(Collected data)
◆ ◆ ◆ ◆ ◆ ◆ ◆

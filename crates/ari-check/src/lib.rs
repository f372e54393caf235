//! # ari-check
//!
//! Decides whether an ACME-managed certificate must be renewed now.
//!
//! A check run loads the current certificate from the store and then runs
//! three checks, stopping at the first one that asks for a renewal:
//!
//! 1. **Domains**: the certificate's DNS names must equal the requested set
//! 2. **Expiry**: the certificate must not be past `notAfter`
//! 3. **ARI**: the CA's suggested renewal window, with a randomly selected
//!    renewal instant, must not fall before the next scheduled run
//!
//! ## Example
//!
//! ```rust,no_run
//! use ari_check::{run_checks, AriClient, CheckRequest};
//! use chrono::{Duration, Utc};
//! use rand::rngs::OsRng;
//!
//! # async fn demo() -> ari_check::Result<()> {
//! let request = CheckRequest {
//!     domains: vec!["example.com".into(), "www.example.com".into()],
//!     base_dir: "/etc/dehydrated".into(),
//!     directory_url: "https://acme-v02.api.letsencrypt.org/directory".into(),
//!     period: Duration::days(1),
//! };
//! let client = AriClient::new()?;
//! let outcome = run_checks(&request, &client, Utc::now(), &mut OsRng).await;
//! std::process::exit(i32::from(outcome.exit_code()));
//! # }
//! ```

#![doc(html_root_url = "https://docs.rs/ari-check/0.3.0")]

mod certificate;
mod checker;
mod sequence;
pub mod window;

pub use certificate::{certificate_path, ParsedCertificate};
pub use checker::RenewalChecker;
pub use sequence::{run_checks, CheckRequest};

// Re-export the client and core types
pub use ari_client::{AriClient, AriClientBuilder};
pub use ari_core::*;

◆ ◆ ◆ ◆ ◆ ◆ ◆

From the records above, extract every entry verbatim.

filename crates/ari-check/src/lib.rs
repository f372e54393caf235
//! # ari-check
//!
//! Decides whether an ACME-managed certificate must be renewed now.
//!
//! A check run loads the current certificate from the store and then runs
//! three checks, stopping at the first one that asks for a renewal:
//!
//! 1. **Domains**: the certificate's DNS names must equal the requested set
//! 2. **Expiry**: the certificate must not be past `notAfter`
//! 3. **ARI**: the CA's suggested renewal window, with a randomly selected
//!    renewal instant, must not fall before the next scheduled run
//!
//! ## Example
//!
//! ```rust,no_run
//! use ari_check::{run_checks, AriClient, CheckRequest};
//! use chrono::{Duration, Utc};
//! use rand::rngs::OsRng;
//!
//! # async fn demo() -> ari_check::Result<()> {
//! let request = CheckRequest {
//!     domains: vec!["example.com".into(), "www.example.com".into()],
//!     base_dir: "/etc/dehydrated".into(),
//!     directory_url: "https://acme-v02.api.letsencrypt.org/directory".into(),
//!     period: Duration::days(1),
//! };
//! let client = AriClient::new()?;
//! let outcome = run_checks(&request, &client, Utc::now(), &mut OsRng).await;
//! std::process::exit(i32::from(outcome.exit_code()));
//! # }
//! ```

#![doc(html_root_url = "https://docs.rs/ari-check/0.3.0")]

mod certificate;
mod checker;
mod sequence;
pub mod window;

pub use certificate::{certificate_path, ParsedCertificate};
pub use checker::RenewalChecker;
pub use sequence::{run_checks, CheckRequest};

// Re-export the client and core types
pub use ari_client::{AriClient, AriClientBuilder};
pub use ari_core::*;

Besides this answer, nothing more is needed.